[Stored items]
-------------------------

use super::*;
use crate::media::handle::StillImage;
use crate::surface::model::SurfaceProps;

fn sample() -> Project {
    let mut p = Project::new(10);
    let src = p.sources_mut().add(
        "clip.mp4",
        MediaKind::Video,
        Box::new(StillImage::solid(2, 2, [0, 0, 0, 255])),
    );
    let id = p.add_surface(10.0, 20.0, 100.0, 50.0, &src).unwrap();
    p.set_surface_props(
        &id,
        SurfaceProps {
            opacity: Some(0.5),
            feather: Some(12.0),
            blend_mode: Some(BlendMode::Screen),
            ..SurfaceProps::default()
        },
    )
    .unwrap();
    p
}

#[test]
fn save_then_load_restores_surfaces_and_unbound_sources() {
    let original = sample();
    let text = original.to_json_string().unwrap();

    let mut loaded = Project::new(10);
    loaded.load_json_str(&text).unwrap();
    assert_eq!(loaded.surfaces(), original.surfaces());
    assert_eq!(loaded.sources().len(), 1);
    let src = loaded.sources().iter().next().unwrap();
    assert_eq!(src.display_name, "clip.mp4");
    assert_eq!(src.kind, MediaKind::Video);
    assert!(!src.is_bound());
    assert_eq!(loaded.history().len(), 1);
    assert!(!loaded.history().can_undo());
}

#[test]
fn json_uses_camel_case_field_names() {
    let text = sample().to_json_string().unwrap();
    assert!(text.contains("\"sourceId\""));
    assert!(text.contains("\"blendMode\": \"screen\""));
    assert!(text.contains("\"isVideo\": true"));
    assert!(text.contains("hsl("));
}

#[test]
fn optional_visual_fields_default_to_neutral() {
    let text = r#"{
        "version": 1,
        "surfaces": [{
            "id": "a",
            "points": [{"x":0,"y":0},{"x":1,"y":0},{"x":1,"y":1},{"x":0,"y":1}]
        }],
        "sources": []
    }"#;
    let p = Project::from_json_str(text, 10).unwrap();
    let s = &p.surfaces()[0];
    assert_eq!(s.opacity, 1.0);
    assert_eq!(s.brightness, 1.0);
    assert_eq!(s.contrast, 1.0);
    assert_eq!(s.saturate, 1.0);
    assert_eq!(s.feather, 0.0);
    assert_eq!(s.blend_mode, BlendMode::Normal);
    assert_eq!(s.source_id, None);
}

#[test]
fn malformed_load_leaves_project_unchanged() {
    let mut p = sample();
    let before = p.surfaces().to_vec();
    let depth = p.history().len();

    let three_points = r#"{"surfaces":[{"id":"a","points":[{"x":0,"y":0},{"x":1,"y":0},{"x":1,"y":1}]}]}"#;
    assert!(matches!(
        p.load_json_str(three_points),
        Err(QuadmapError::Load(_))
    ));
    let bad_opacity = r#"{"surfaces":[{"id":"a","opacity":4,"points":[{"x":0,"y":0},{"x":1,"y":0},{"x":1,"y":1},{"x":0,"y":1}]}]}"#;
    assert!(p.load_json_str(bad_opacity).is_err());
    let unknown_field = r#"{"surfaces":[{"id":"a","wobble":1,"points":[{"x":0,"y":0},{"x":1,"y":0},{"x":1,"y":1},{"x":0,"y":1}]}]}"#;
    assert!(p.load_json_str(unknown_field).is_err());
    let unknown_top_level = r#"{"version":1,"surfaces":[],"sources":[],"zoom":2}"#;
    assert!(p.load_json_str(unknown_top_level).is_err());
    let unknown_source_field =
        r#"{"sources":[{"id":"s","name":"a.png","isVideo":false,"muted":true}]}"#;
    assert!(p.load_json_str(unknown_source_field).is_err());
    let negative_saturate = r#"{"surfaces":[{"id":"a","saturate":-1,"points":[{"x":0,"y":0},{"x":1,"y":0},{"x":1,"y":1},{"x":0,"y":1}]}]}"#;
    assert!(p.load_json_str(negative_saturate).is_err());
    assert!(p.load_json_str("not json").is_err());

    assert_eq!(p.surfaces(), before.as_slice());
    assert_eq!(p.sources().len(), 1);
    assert_eq!(p.history().len(), depth);
}

#[test]
fn duplicate_ids_and_future_versions_are_rejected() {
    let dup = r#"{"surfaces":[
        {"id":"a","points":[{"x":0,"y":0},{"x":1,"y":0},{"x":1,"y":1},{"x":0,"y":1}]},
        {"id":"a","points":[{"x":0,"y":0},{"x":1,"y":0},{"x":1,"y":1},{"x":0,"y":1}]}
    ]}"#;
    assert!(Project::from_json_str(dup, 10).is_err());
    assert!(Project::from_json_str(r#"{"version": 99}"#, 10).is_err());
}

#[test]
fn save_and_load_through_files() {
    let dir = tempfile::tempdir().unwrap();
    let path = dir.path().join("show.json");
    let original = sample();
    original.save_to_path(&path).unwrap();

    let mut loaded = Project::default();
    loaded.load_from_path(&path).unwrap();
    assert_eq!(loaded.surfaces(), original.surfaces());

    let missing = dir.path().join("missing.json");
    assert!(matches!(
        loaded.load_from_path(&missing),
        Err(QuadmapError::Other(_))
    ));
}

-------------------------

Word for word, transcribe all of the entries shown above.

### Output below
use super::*;
use crate::media::handle::StillImage;
use crate::surface::model::SurfaceProps;

fn sample() -> Project {
    let mut p = Project::new(10);
    let src = p.sources_mut().add(
        "clip.mp4",
        MediaKind::Video,
        Box::new(StillImage::solid(2, 2, [0, 0, 0, 255])),
    );
    let id = p.add_surface(10.0, 20.0, 100.0, 50.0, &src).unwrap();
    p.set_surface_props(
        &id,
        SurfaceProps {
            opacity: Some(0.5),
            feather: Some(12.0),
            blend_mode: Some(BlendMode::Screen),
            ..SurfaceProps::default()
        },
    )
    .unwrap();
    p
}

#[test]
fn save_then_load_restores_surfaces_and_unbound_sources() {
    let original = sample();
    let text = original.to_json_string().unwrap();

    let mut loaded = Project::new(10);
    loaded.load_json_str(&text).unwrap();
    assert_eq!(loaded.surfaces(), original.surfaces());
    assert_eq!(loaded.sources().len(), 1);
    let src = loaded.sources().iter().next().unwrap();
    assert_eq!(src.display_name, "clip.mp4");
    assert_eq!(src.kind, MediaKind::Video);
    assert!(!src.is_bound());
    assert_eq!(loaded.history().len(), 1);
    assert!(!loaded.history().can_undo());
}

#[test]
fn json_uses_camel_case_field_names() {
    let text = sample().to_json_string().unwrap();
    assert!(text.contains("\"sourceId\""));
    assert!(text.contains("\"blendMode\": \"screen\""));
    assert!(text.contains("\"isVideo\": true"));
    assert!(text.contains("hsl("));
}

#[test]
fn optional_visual_fields_default_to_neutral() {
    let text = r#"{
        "version": 1,
        "surfaces": [{
            "id": "a",
            "points": [{"x":0,"y":0},{"x":1,"y":0},{"x":1,"y":1},{"x":0,"y":1}]
        }],
        "sources": []
    }"#;
    let p = Project::from_json_str(text, 10).unwrap();
    let s = &p.surfaces()[0];
    assert_eq!(s.opacity, 1.0);
    assert_eq!(s.brightness, 1.0);
    assert_eq!(s.contrast, 1.0);
    assert_eq!(s.saturate, 1.0);
    assert_eq!(s.feather, 0.0);
    assert_eq!(s.blend_mode, BlendMode::Normal);
    assert_eq!(s.source_id, None);
}

#[test]
fn malformed_load_leaves_project_unchanged() {
    let mut p = sample();
    let before = p.surfaces().to_vec();
    let depth = p.history().len();

    let three_points = r#"{"surfaces":[{"id":"a","points":[{"x":0,"y":0},{"x":1,"y":0},{"x":1,"y":1}]}]}"#;
    assert!(matches!(
        p.load_json_str(three_points),
        Err(QuadmapError::Load(_))
    ));
    let bad_opacity = r#"{"surfaces":[{"id":"a","opacity":4,"points":[{"x":0,"y":0},{"x":1,"y":0},{"x":1,"y":1},{"x":0,"y":1}]}]}"#;
    assert!(p.load_json_str(bad_opacity).is_err());
    let unknown_field = r#"{"surfaces":[{"id":"a","wobble":1,"points":[{"x":0,"y":0},{"x":1,"y":0},{"x":1,"y":1},{"x":0,"y":1}]}]}"#;
    assert!(p.load_json_str(unknown_field).is_err());
    let unknown_top_level = r#"{"version":1,"surfaces":[],"sources":[],"zoom":2}"#;
    assert!(p.load_json_str(unknown_top_level).is_err());
    let unknown_source_field =
        r#"{"sources":[{"id":"s","name":"a.png","isVideo":false,"muted":true}]}"#;
    assert!(p.load_json_str(unknown_source_field).is_err());
    let negative_saturate = r#"{"surfaces":[{"id":"a","saturate":-1,"points":[{"x":0,"y":0},{"x":1,"y":0},{"x":1,"y":1},{"x":0,"y":1}]}]}"#;
    assert!(p.load_json_str(negative_saturate).is_err());
    assert!(p.load_json_str("not json").is_err());

    assert_eq!(p.surfaces(), before.as_slice());
    assert_eq!(p.sources().len(), 1);
    assert_eq!(p.history().len(), depth);
}

#[test]
fn duplicate_ids_and_future_versions_are_rejected() {
    let dup = r#"{"surfaces":[
        {"id":"a","points":[{"x":0,"y":0},{"x":1,"y":0},{"x":1,"y":1},{"x":0,"y":1}]},
        {"id":"a","points":[{"x":0,"y":0},{"x":1,"y":0},{"x":1,"y":1},{"x":0,"y":1}]}
    ]}"#;
    assert!(Project::from_json_str(dup, 10).is_err());
    assert!(Project::from_json_str(r#"{"version": 99}"#, 10).is_err());
}

#[test]
fn save_and_load_through_files() {
    let dir = tempfile::tempdir().unwrap();
    let path = dir.path().join("show.json");
    let original = sample();
    original.save_to_path(&path).unwrap();

    let mut loaded = Project::default();
    loaded.load_from_path(&path).unwrap();
    assert_eq!(loaded.surfaces(), original.surfaces());

    let missing = dir.path().join("missing.json");
    assert!(matches!(
        loaded.load_from_path(&missing),
        Err(QuadmapError::Other(_))
    ));
}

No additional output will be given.